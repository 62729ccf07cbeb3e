//! Error types for the webhook service.

use axum::http::{header, StatusCode};
use axum::response::{IntoResponse, Response};
use serde::Serialize;

/// Webhook service error variants.
#[derive(Debug, thiserror::Error)]
pub enum WebhookError {
    #[error("Database error: {0}")]
    Database(#[from] sqlx::Error),

    #[error("Invalid URL: {0}")]
    InvalidUrl(String),

    #[error("SSRF protection: {0}")]
    SsrfDetected(String),

    #[error("Webhook not found")]
    WebhookNotFound,

    #[error("Delivery not found")]
    DeliveryNotFound,

    #[error("Integration not found")]
    IntegrationNotFound,

    #[error("Sync already in progress")]
    SyncInProgress,

    #[error("Encryption failed: {0}")]
    EncryptionFailed(String),

    #[error("Unauthorized")]
    Unauthorized,

    #[error("Forbidden")]
    Forbidden,

    #[error("Invalid request: {0}")]
    Validation(String),

    #[error("Rate limit exceeded")]
    RateLimited { retry_after_secs: u64 },

    #[error("Internal server error: {0}")]
    Internal(String),
}

/// JSON error response returned by API endpoints.
#[derive(Debug, Serialize)]
pub struct ErrorResponse {
    pub error: String,
    pub message: String,
    pub status: u16,
}

impl IntoResponse for WebhookError {
    fn into_response(self) -> Response {
        let (status, error_type) = match &self {
            WebhookError::Database(_) => (StatusCode::INTERNAL_SERVER_ERROR, "database_error"),
            WebhookError::InvalidUrl(_) => (StatusCode::BAD_REQUEST, "invalid_url"),
            WebhookError::SsrfDetected(_) => (StatusCode::BAD_REQUEST, "ssrf_detected"),
            WebhookError::WebhookNotFound => (StatusCode::NOT_FOUND, "webhook_not_found"),
            WebhookError::DeliveryNotFound => (StatusCode::NOT_FOUND, "delivery_not_found"),
            WebhookError::IntegrationNotFound => (StatusCode::NOT_FOUND, "integration_not_found"),
            WebhookError::SyncInProgress => (StatusCode::CONFLICT, "sync_in_progress"),
            WebhookError::EncryptionFailed(_) => {
                (StatusCode::INTERNAL_SERVER_ERROR, "encryption_error")
            }
            WebhookError::Unauthorized => (StatusCode::UNAUTHORIZED, "unauthorized"),
            WebhookError::Forbidden => (StatusCode::FORBIDDEN, "forbidden"),
            WebhookError::Validation(_) => (StatusCode::BAD_REQUEST, "validation_error"),
            WebhookError::RateLimited { .. } => {
                (StatusCode::TOO_MANY_REQUESTS, "rate_limit_exceeded")
            }
            WebhookError::Internal(_) => (StatusCode::INTERNAL_SERVER_ERROR, "internal_error"),
        };

        let retry_after = match &self {
            WebhookError::RateLimited { retry_after_secs } => Some(*retry_after_secs),
            _ => None,
        };

        let body = ErrorResponse {
            error: error_type.to_string(),
            message: self.to_string(),
            status: status.as_u16(),
        };

        let mut response = (status, axum::Json(body)).into_response();

        if let Some(secs) = retry_after {
            if let Ok(v) = header::HeaderValue::from_str(&secs.to_string()) {
                response.headers_mut().insert(header::RETRY_AFTER, v);
            }
        }

        response
    }
}

pub type ApiResult<T> = Result<T, WebhookError>;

######

| Task item |
The answer must be the full data, repeated word for word.

| Solution for this problem |
repository 62729ccf07cbeb3e
//! Error types for the webhook service.

use axum::http::{header, StatusCode};
use axum::response::{IntoResponse, Response};
use serde::Serialize;

/// Webhook service error variants.
#[derive(Debug, thiserror::Error)]
pub enum WebhookError {
    #[error("Database error: {0}")]
    Database(#[from] sqlx::Error),

    #[error("Invalid URL: {0}")]
    InvalidUrl(String),

    #[error("SSRF protection: {0}")]
    SsrfDetected(String),

    #[error("Webhook not found")]
    WebhookNotFound,

    #[error("Delivery not found")]
    DeliveryNotFound,

    #[error("Integration not found")]
    IntegrationNotFound,

    #[error("Sync already in progress")]
    SyncInProgress,

    #[error("Encryption failed: {0}")]
    EncryptionFailed(String),

    #[error("Unauthorized")]
    Unauthorized,

    #[error("Forbidden")]
    Forbidden,

    #[error("Invalid request: {0}")]
    Validation(String),

    #[error("Rate limit exceeded")]
    RateLimited { retry_after_secs: u64 },

    #[error("Internal server error: {0}")]
    Internal(String),
}

/// JSON error response returned by API endpoints.
#[derive(Debug, Serialize)]
pub struct ErrorResponse {
    pub error: String,
    pub message: String,
    pub status: u16,
}

impl IntoResponse for WebhookError {
    fn into_response(self) -> Response {
        let (status, error_type) = match &self {
            WebhookError::Database(_) => (StatusCode::INTERNAL_SERVER_ERROR, "database_error"),
            WebhookError::InvalidUrl(_) => (StatusCode::BAD_REQUEST, "invalid_url"),
            WebhookError::SsrfDetected(_) => (StatusCode::BAD_REQUEST, "ssrf_detected"),
            WebhookError::WebhookNotFound => (StatusCode::NOT_FOUND, "webhook_not_found"),
            WebhookError::DeliveryNotFound => (StatusCode::NOT_FOUND, "delivery_not_found"),
            WebhookError::IntegrationNotFound => (StatusCode::NOT_FOUND, "integration_not_found"),
            WebhookError::SyncInProgress => (StatusCode::CONFLICT, "sync_in_progress"),
            WebhookError::EncryptionFailed(_) => {
                (StatusCode::INTERNAL_SERVER_ERROR, "encryption_error")
            }
            WebhookError::Unauthorized => (StatusCode::UNAUTHORIZED, "unauthorized"),
            WebhookError::Forbidden => (StatusCode::FORBIDDEN, "forbidden"),
            WebhookError::Validation(_) => (StatusCode::BAD_REQUEST, "validation_error"),
            WebhookError::RateLimited { .. } => {
                (StatusCode::TOO_MANY_REQUESTS, "rate_limit_exceeded")
            }
            WebhookError::Internal(_) => (StatusCode::INTERNAL_SERVER_ERROR, "internal_error"),
        };

        let retry_after = match &self {
            WebhookError::RateLimited { retry_after_secs } => Some(*retry_after_secs),
            _ => None,
        };

        let body = ErrorResponse {
            error: error_type.to_string(),
            message: self.to_string(),
            status: status.as_u16(),
        };

        let mut response = (status, axum::Json(body)).into_response();

        if let Some(secs) = retry_after {
            if let Ok(v) = header::HeaderValue::from_str(&secs.to_string()) {
                response.headers_mut().insert(header::RETRY_AFTER, v);
            }
        }

        response
    }
}

pub type ApiResult<T> = Result<T, WebhookError>;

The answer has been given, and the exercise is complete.